As many women delay pregnancy until later in life, they may encounter heavy menstrual bleeding while still wishing to preserve their fertility. Some may experience both heavy menstrual bleeding and subfertility as they age.
While these patients are often cautious in undertaking treatment for their heavy menstrual bleeding, there are many options available to them that will not impact fertility.
A hysteroscopy is essential for women who have subfertility and heavy menstrual bleeding. Up to 25 per cent have lesions such as endometrial polyps and submucosal fibroids. Submucosal fibroids can be treated by resection at hysteroscopy, both preserving and enhancing fertility. Polyps are easily removed at hysteroscopy.
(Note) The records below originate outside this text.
fn parse_user(json: &Value, timestamp: &Option<String>) -> Vec<ParsedEntry> {
    let Some(message) = json.get("message") else {
        return Vec::new();
    };

    match message.get("content") {
        // Plain string content: a typed user message or a local command echo.
        Some(Value::String(text)) => parse_user_text(text, timestamp).into_iter().collect(),

        // Block content: tool results (and occasionally typed text blocks).
        Some(Value::Array(blocks)) => {
            let mut entries = Vec::new();
            for block in blocks {
                match block.get("type").and_then(Value::as_str) {
                    Some("tool_result") => {
                        let text = tool_result_text(block);
                        let is_error = block
                            .get("is_error")
                            .and_then(Value::as_bool)
                            .unwrap_or(false)
                            || has_error_sentinel(&text);
                        entries.push(ParsedEntry {
                            role: Role::User,
                            content_type: if is_error {
                                ContentType::ToolError
                            } else {
                                ContentType::ToolResult
                            },
                            text,
                            timestamp: timestamp.clone(),
                            tool_use_id: block
                                .get("tool_use_id")
                                .and_then(Value::as_str)
                                .map(str::to_string),
                            tool_name: None,
                        });
                    }
                    Some("text") => {
                        let text = block.get("text").and_then(Value::as_str).unwrap_or("");
                        if let Some(entry) = parse_user_text(text, timestamp) {
                            entries.push(entry);
                        }
                    }
                    _ => {}
                }
            }
            entries
        }
        _ => Vec::new(),
    }
}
In the group of women with heavy menstrual bleeding and infertility who have no underlying pathology, particular drugs can be an option. Anti-inflammatory drugs such as Ponstan are also helpful.
Women with Polycystic Ovarian Syndrome (PCOS) who have irregular ovulatory cycles and heavy periods often respond to weight loss and, if they have insulin resistance, Metformin.
Prophylactic iron therapy is advised if ferritin levels are low or anaemia supervenes.
Overall, controlling heavy menstrual bleeding is often possible while preserving fertility. Treatment of uterine lesions and oral drug therapy will allow patients to conceive while controlling symptoms.